The periodic tail, which makes MGFs easily distinguishable from other high-energy transients (short GRBs in particular), has been detected so far only from three magnetars in the Local Group and it is difficult to observe with current telescopes from farther sources. However, the very luminous initial peak can be detected even from sources at distances up to more than 10 Mpc.
Some candidate MGFs have been identified among short gamma-ray bursts, the most significant being GRB 231115A in M82, but the scarcity of such events suggests that some extragalactic MGFs were misclassified as other kinds of transients. Various works have examined the spatial correlation between short transients and the local galaxy population, in order to determine which of the former can be associated with local sources. This increasing sample including extragalactic MGFs, can give better estimates on the rate and energy distribution of the flares. This can in turn constrain the overall budget of magnetic energy and its evolution in magnetars.

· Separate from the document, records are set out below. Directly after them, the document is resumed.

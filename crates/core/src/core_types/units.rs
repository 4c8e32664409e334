//! Semantic unit types for type-safe physical quantity handling
//!
//! Field measurements arrive in meters, manufactured pipe sizes are catalogued
//! in millimeters, and the hydraulic check works in square meters and cubic
//! meters per second. Mixing those up silently is the classic sizing bug, so
//! each quantity gets its own newtype.
//!
//! # Design Philosophy
//! - Continuous quantities use f64 (the calculation is tiny, precision is free)
//! - Catalogue sizes use u32 millimeters (manufacturers publish integers)
//! - `Deref` to the raw value for arithmetic, like the rest of the crate
//! - Total ordering via `Ord` (NaN handled as greater than all values)
//! - Serde support for serialization
//!
//! # Usage
//! ```
//! use culvert_core::core_types::units::{Meters, Millimeters};
//!
//! let diameter = Millimeters::new(1700);
//! let meters: Meters = diameter.into();
//! assert!((*meters - 1.7).abs() < 1e-12);
//! ```

use serde::{Deserialize, Serialize};
use std::cmp::Ordering;
use std::fmt;
use std::ops::{Add, Deref, Mul};

/// Compare f64 values with total ordering using Rust's built-in `total_cmp`
#[inline]
fn f64_total_cmp(a: f64, b: f64) -> Ordering {
    a.total_cmp(&b)
}

// ============================================================================
// LENGTH TYPES
// ============================================================================

/// Distance in meters (field measurements, channel geometry)
#[derive(Debug, Clone, Copy, PartialEq, Default, Serialize, Deserialize)]
#[repr(transparent)]
pub struct Meters(f64);

impl Eq for Meters {}

impl PartialOrd for Meters {
    fn partial_cmp(&self, other: &Self) -> Option<Ordering> {
        Some(self.cmp(other))
    }
}

impl Ord for Meters {
    fn cmp(&self, other: &Self) -> Ordering {
        f64_total_cmp(self.0, other.0)
    }
}

impl Deref for Meters {
    type Target = f64;
    #[inline]
    fn deref(&self) -> &f64 {
        &self.0
    }
}

impl Meters {
    /// Zero length
    pub const ZERO: Meters = Meters(0.0);

    /// Create a new distance in meters
    #[inline]
    #[must_use]
    pub const fn new(value: f64) -> Self {
        Meters(value)
    }

    /// Get the raw f64 value
    #[inline]
    #[must_use]
    pub fn value(self) -> f64 {
        self.0
    }
}

impl From<f64> for Meters {
    fn from(v: f64) -> Self {
        Meters(v)
    }
}

impl From<Millimeters> for Meters {
    fn from(mm: Millimeters) -> Self {
        mm.to_meters()
    }
}

impl Add for Meters {
    type Output = Meters;
    fn add(self, rhs: Self) -> Self::Output {
        Meters(self.0 + rhs.0)
    }
}

impl Mul<f64> for Meters {
    type Output = Meters;
    fn mul(self, rhs: f64) -> Self::Output {
        Meters(self.0 * rhs)
    }
}

impl Mul<Meters> for Meters {
    type Output = SquareMeters;
    fn mul(self, rhs: Meters) -> Self::Output {
        SquareMeters(self.0 * rhs.0)
    }
}

impl fmt::Display for Meters {
    fn fmt(&self, f: &mut fmt::Formatter<'_>) -> fmt::Result {
        write!(f, "{:.2} m", self.0)
    }
}

/// Catalogue dimension in whole millimeters (nominal pipe sizes)
#[derive(
    Debug, Clone, Copy, PartialEq, Eq, PartialOrd, Ord, Hash, Default, Serialize, Deserialize,
)]
#[repr(transparent)]
pub struct Millimeters(u32);

impl Deref for Millimeters {
    type Target = u32;
    #[inline]
    fn deref(&self) -> &u32 {
        &self.0
    }
}

impl Millimeters {
    /// Create a new catalogue dimension
    #[inline]
    #[must_use]
    pub const fn new(value: u32) -> Self {
        Millimeters(value)
    }

    /// Get the raw value
    #[inline]
    #[must_use]
    pub const fn value(self) -> u32 {
        self.0
    }

    /// Convert to meters
    #[inline]
    #[must_use]
    pub fn to_meters(self) -> Meters {
        Meters(f64::from(self.0) / 1000.0)
    }
}

impl From<u32> for Millimeters {
    fn from(v: u32) -> Self {
        Millimeters(v)
    }
}

impl fmt::Display for Millimeters {
    fn fmt(&self, f: &mut fmt::Formatter<'_>) -> fmt::Result {
        write!(f, "{} mm", self.0)
    }
}

// ============================================================================
// AREA AND FLOW TYPES
// ============================================================================

/// Area in square meters (channel cross-section, pipe waterway area)
#[derive(Debug, Clone, Copy, PartialEq, Default, Serialize, Deserialize)]
#[repr(transparent)]
pub struct SquareMeters(f64);

impl Eq for SquareMeters {}

impl PartialOrd for SquareMeters {
    fn partial_cmp(&self, other: &Self) -> Option<Ordering> {
        Some(self.cmp(other))
    }
}

impl Ord for SquareMeters {
    fn cmp(&self, other: &Self) -> Ordering {
        f64_total_cmp(self.0, other.0)
    }
}

impl Deref for SquareMeters {
    type Target = f64;
    #[inline]
    fn deref(&self) -> &f64 {
        &self.0
    }
}

impl SquareMeters {
    /// Create a new area
    #[inline]
    #[must_use]
    pub const fn new(value: f64) -> Self {
        SquareMeters(value)
    }

    /// Get the raw f64 value
    #[inline]
    #[must_use]
    pub fn value(self) -> f64 {
        self.0
    }
}

impl From<f64> for SquareMeters {
    fn from(v: f64) -> Self {
        SquareMeters(v)
    }
}

impl Mul<f64> for SquareMeters {
    type Output = SquareMeters;
    fn mul(self, rhs: f64) -> Self::Output {
        SquareMeters(self.0 * rhs)
    }
}

impl fmt::Display for SquareMeters {
    fn fmt(&self, f: &mut fmt::Formatter<'_>) -> fmt::Result {
        write!(f, "{:.3} m²", self.0)
    }
}

/// Volumetric flow rate in cubic meters per second
#[derive(Debug, Clone, Copy, PartialEq, Default, Serialize, Deserialize)]
#[repr(transparent)]
pub struct CubicMetersPerSecond(f64);

impl Eq for CubicMetersPerSecond {}

impl PartialOrd for CubicMetersPerSecond {
    fn partial_cmp(&self, other: &Self) -> Option<Ordering> {
        Some(self.cmp(other))
    }
}

impl Ord for CubicMetersPerSecond {
    fn cmp(&self, other: &Self) -> Ordering {
        f64_total_cmp(self.0, other.0)
    }
}

impl Deref for CubicMetersPerSecond {
    type Target = f64;
    #[inline]
    fn deref(&self) -> &f64 {
        &self.0
    }
}

impl CubicMetersPerSecond {
    /// Create a new flow rate
    #[inline]
    #[must_use]
    pub const fn new(value: f64) -> Self {
        CubicMetersPerSecond(value)
    }

    /// Get the raw f64 value
    #[inline]
    #[must_use]
    pub fn value(self) -> f64 {
        self.0
    }
}

impl From<f64> for CubicMetersPerSecond {
    fn from(v: f64) -> Self {
        CubicMetersPerSecond(v)
    }
}

impl Mul<f64> for CubicMetersPerSecond {
    type Output = CubicMetersPerSecond;
    fn mul(self, rhs: f64) -> Self::Output {
        CubicMetersPerSecond(self.0 * rhs)
    }
}

impl fmt::Display for CubicMetersPerSecond {
    fn fmt(&self, f: &mut fmt::Formatter<'_>) -> fmt::Result {
        write!(f, "{:.3} m³/s", self.0)
    }
}

#[cfg(test)]
mod tests {
    use super::*;

    #[test]
    fn test_millimeters_to_meters() {
        assert_eq!(*Millimeters::new(2400).to_meters(), 2.4);
        assert_eq!(*Meters::from(Millimeters::new(50)), 0.05);
    }

    #[test]
    fn test_meters_product_is_area() {
        let area = Meters::new(2.0) * Meters::new(0.4);
        assert!((*area - 0.8).abs() < 1e-12);
    }

    #[test]
    fn test_total_ordering_puts_nan_last() {
        let mut values = [Meters::new(f64::NAN), Meters::new(1.0), Meters::new(0.5)];
        values.sort();
        assert_eq!(*values[0], 0.5);
        assert_eq!(*values[1], 1.0);
        assert!(values[2].is_nan());
    }

    #[test]
    fn test_display_units() {
        assert_eq!(Millimeters::new(900).to_string(), "900 mm");
        assert_eq!(SquareMeters::new(2.04).to_string(), "2.040 m²");
        assert_eq!(CubicMetersPerSecond::new(1.5).to_string(), "1.500 m³/s");
        assert_eq!(Meters::new(1.4).to_string(), "1.40 m");
    }
}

With the most recent (e.g. Einstein Probe, SVOM) and future facilities (e.g. eXTP, THESEUS) equipped with sensitive wide-field high-energy instruments and with rapid-slewing capability, the sample of MGFs candidates will definitely increase. In this contribution we discuss the future advances in this field, based on realistic simulations which take into account the instrument responses and the most recent results on the MGFs rates. We also discuss how many still unidentified sources in large archives of X-ray data could be attributed to MGFs.